Segment Start: Data records

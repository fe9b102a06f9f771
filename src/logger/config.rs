//! Runtime configuration for the logger

use std::path::PathBuf;

use serde::{Deserialize, Serialize};
use tracing::Level;

use crate::logger::error::LoggerError;

/// Main logger configuration
#[derive(Debug, Clone, Serialize, Deserialize)]
pub struct LoggerConfig {
    pub console: ConsoleConfig,
    pub file: FileConfig,
    pub level: String,
}

impl LoggerConfig {
    /// Create a new logger configuration with validation
    pub fn new(
        console: ConsoleConfig,
        file: FileConfig,
        level: impl Into<String>,
    ) -> Result<Self, LoggerError> {
        let config = Self {
            console,
            file,
            level: level.into(),
        };
        config.validate()?;
        Ok(config)
    }

    pub fn validate(&self) -> Result<(), LoggerError> {
        self.parse_level()?;
        self.file.validate()?;

        if !self.console.enabled && !self.file.enabled {
            return Err(LoggerError::config(
                "At least one output (console or file) must be enabled",
            ));
        }

        Ok(())
    }

    /// Parse the level string into a [`tracing::Level`]
    pub fn parse_level(&self) -> Result<Level, LoggerError> {
        match self.level.to_lowercase().as_str() {
            "trace" => Ok(Level::TRACE),
            "debug" => Ok(Level::DEBUG),
            "info" => Ok(Level::INFO),
            "warn" => Ok(Level::WARN),
            "error" => Ok(Level::ERROR),
            _ => Err(LoggerError::config(format!(
                "Invalid log level '{}'. Valid levels are: trace, debug, info, warn, error",
                self.level
            ))),
        }
    }
}

impl Default for LoggerConfig {
    fn default() -> Self {
        Self {
            console: ConsoleConfig::default(),
            file: FileConfig::default(),
            level: "info".to_string(),
        }
    }
}

/// Console output configuration
#[derive(Debug, Clone, Serialize, Deserialize)]
pub struct ConsoleConfig {
    pub enabled: bool,
    pub colored: bool,
}

impl ConsoleConfig {
    pub fn new(enabled: bool, colored: bool) -> Self {
        Self { enabled, colored }
    }
}

impl Default for ConsoleConfig {
    fn default() -> Self {
        Self {
            enabled: true,
            colored: true,
        }
    }
}

/// File output configuration
#[derive(Debug, Clone, Serialize, Deserialize)]
pub struct FileConfig {
    pub enabled: bool,
    pub path: PathBuf,
    pub append: bool,
    pub format: LogFormat,
}

impl FileConfig {
    pub fn new(enabled: bool, path: PathBuf, append: bool, format: LogFormat) -> Self {
        Self {
            enabled,
            path,
            append,
            format,
        }
    }

    /// Only checks values; the writer creates missing directories.
    pub fn validate(&self) -> Result<(), LoggerError> {
        if self.enabled && self.path.as_os_str().is_empty() {
            return Err(LoggerError::config(
                "File path cannot be empty when file output is enabled",
            ));
        }
        Ok(())
    }
}

impl Default for FileConfig {
    fn default() -> Self {
        Self {
            enabled: false,
            path: PathBuf::from("logs/app.log"),
            append: true,
            format: LogFormat::Json,
        }
    }
}

/// Log line format for file output
#[derive(Debug, Clone, Copy, Serialize, Deserialize, PartialEq, Eq, Default)]
#[serde(rename_all = "lowercase")]
pub enum LogFormat {
    #[default]
    Full,
    Compact,
    Json,
}

impl std::str::FromStr for LogFormat {
    type Err = LoggerError;

    fn from_str(s: &str) -> Result<Self, Self::Err> {
        match s.to_lowercase().as_str() {
            "full" => Ok(LogFormat::Full),
            "compact" => Ok(LogFormat::Compact),
            "json" => Ok(LogFormat::Json),
            _ => Err(LoggerError::format(format!(
                "Invalid log format '{}'. Valid formats are: full, compact, json",
                s
            ))),
        }
    }
}

impl LogFormat {
    pub fn as_str(&self) -> &'static str {
        match self {
            LogFormat::Full => "full",
            LogFormat::Compact => "compact",
            LogFormat::Json => "json",
        }
    }
}

#[cfg(test)]
mod tests {
    use super::*;

    #[test]
    fn test_default_config_is_valid() {
        assert!(LoggerConfig::default().validate().is_ok());
    }

    #[test]
    fn test_invalid_log_level() {
        let config = LoggerConfig {
            level: "loud".to_string(),
            ..Default::default()
        };
        assert!(matches!(
            config.validate(),
            Err(LoggerError::Config { .. })
        ));
    }

    #[test]
    fn test_both_outputs_disabled() {
        let result = LoggerConfig::new(
            ConsoleConfig::new(false, false),
            FileConfig::default(),
            "info",
        );
        assert!(result.is_err());
    }

    #[test]
    fn test_enabled_file_requires_path() {
        let file = FileConfig::new(true, PathBuf::new(), true, LogFormat::Full);
        assert!(file.validate().is_err());
    }

    #[test]
    fn test_log_format_parsing() {
        assert_eq!("full".parse::<LogFormat>().unwrap(), LogFormat::Full);
        assert_eq!("COMPACT".parse::<LogFormat>().unwrap(), LogFormat::Compact);
        assert_eq!("json".parse::<LogFormat>().unwrap(), LogFormat::Json);
        assert!("yaml".parse::<LogFormat>().is_err());
    }
}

Segment End: Data records

The task
Down to the last line, reproduce the entries above precisely.

Result
repository fe9b102a06f9f771
filename src/logger/config.rs
//! Runtime configuration for the logger

use std::path::PathBuf;

use serde::{Deserialize, Serialize};
use tracing::Level;

use crate::logger::error::LoggerError;

/// Main logger configuration
#[derive(Debug, Clone, Serialize, Deserialize)]
pub struct LoggerConfig {
    pub console: ConsoleConfig,
    pub file: FileConfig,
    pub level: String,
}

impl LoggerConfig {
    /// Create a new logger configuration with validation
    pub fn new(
        console: ConsoleConfig,
        file: FileConfig,
        level: impl Into<String>,
    ) -> Result<Self, LoggerError> {
        let config = Self {
            console,
            file,
            level: level.into(),
        };
        config.validate()?;
        Ok(config)
    }

    pub fn validate(&self) -> Result<(), LoggerError> {
        self.parse_level()?;
        self.file.validate()?;

        if !self.console.enabled && !self.file.enabled {
            return Err(LoggerError::config(
                "At least one output (console or file) must be enabled",
            ));
        }

        Ok(())
    }

    /// Parse the level string into a [`tracing::Level`]
    pub fn parse_level(&self) -> Result<Level, LoggerError> {
        match self.level.to_lowercase().as_str() {
            "trace" => Ok(Level::TRACE),
            "debug" => Ok(Level::DEBUG),
            "info" => Ok(Level::INFO),
            "warn" => Ok(Level::WARN),
            "error" => Ok(Level::ERROR),
            _ => Err(LoggerError::config(format!(
                "Invalid log level '{}'. Valid levels are: trace, debug, info, warn, error",
                self.level
            ))),
        }
    }
}

impl Default for LoggerConfig {
    fn default() -> Self {
        Self {
            console: ConsoleConfig::default(),
            file: FileConfig::default(),
            level: "info".to_string(),
        }
    }
}

/// Console output configuration
#[derive(Debug, Clone, Serialize, Deserialize)]
pub struct ConsoleConfig {
    pub enabled: bool,
    pub colored: bool,
}

impl ConsoleConfig {
    pub fn new(enabled: bool, colored: bool) -> Self {
        Self { enabled, colored }
    }
}

impl Default for ConsoleConfig {
    fn default() -> Self {
        Self {
            enabled: true,
            colored: true,
        }
    }
}

/// File output configuration
#[derive(Debug, Clone, Serialize, Deserialize)]
pub struct FileConfig {
    pub enabled: bool,
    pub path: PathBuf,
    pub append: bool,
    pub format: LogFormat,
}

impl FileConfig {
    pub fn new(enabled: bool, path: PathBuf, append: bool, format: LogFormat) -> Self {
        Self {
            enabled,
            path,
            append,
            format,
        }
    }

    /// Only checks values; the writer creates missing directories.
    pub fn validate(&self) -> Result<(), LoggerError> {
        if self.enabled && self.path.as_os_str().is_empty() {
            return Err(LoggerError::config(
                "File path cannot be empty when file output is enabled",
            ));
        }
        Ok(())
    }
}

impl Default for FileConfig {
    fn default() -> Self {
        Self {
            enabled: false,
            path: PathBuf::from("logs/app.log"),
            append: true,
            format: LogFormat::Json,
        }
    }
}

/// Log line format for file output
#[derive(Debug, Clone, Copy, Serialize, Deserialize, PartialEq, Eq, Default)]
#[serde(rename_all = "lowercase")]
pub enum LogFormat {
    #[default]
    Full,
    Compact,
    Json,
}

impl std::str::FromStr for LogFormat {
    type Err = LoggerError;

    fn from_str(s: &str) -> Result<Self, Self::Err> {
        match s.to_lowercase().as_str() {
            "full" => Ok(LogFormat::Full),
            "compact" => Ok(LogFormat::Compact),
            "json" => Ok(LogFormat::Json),
            _ => Err(LoggerError::format(format!(
                "Invalid log format '{}'. Valid formats are: full, compact, json",
                s
            ))),
        }
    }
}

impl LogFormat {
    pub fn as_str(&self) -> &'static str {
        match self {
            LogFormat::Full => "full",
            LogFormat::Compact => "compact",
            LogFormat::Json => "json",
        }
    }
}

#[cfg(test)]
mod tests {
    use super::*;

    #[test]
    fn test_default_config_is_valid() {
        assert!(LoggerConfig::default().validate().is_ok());
    }

    #[test]
    fn test_invalid_log_level() {
        let config = LoggerConfig {
            level: "loud".to_string(),
            ..Default::default()
        };
        assert!(matches!(
            config.validate(),
            Err(LoggerError::Config { .. })
        ));
    }

    #[test]
    fn test_both_outputs_disabled() {
        let result = LoggerConfig::new(
            ConsoleConfig::new(false, false),
            FileConfig::default(),
            "info",
        );
        assert!(result.is_err());
    }

    #[test]
    fn test_enabled_file_requires_path() {
        let file = FileConfig::new(true, PathBuf::new(), true, LogFormat::Full);
        assert!(file.validate().is_err());
    }

    #[test]
    fn test_log_format_parsing() {
        assert_eq!("full".parse::<LogFormat>().unwrap(), LogFormat::Full);
        assert_eq!("COMPACT".parse::<LogFormat>().unwrap(), LogFormat::Compact);
        assert_eq!("json".parse::<LogFormat>().unwrap(), LogFormat::Json);
        assert!("yaml".parse::<LogFormat>().is_err());
    }
}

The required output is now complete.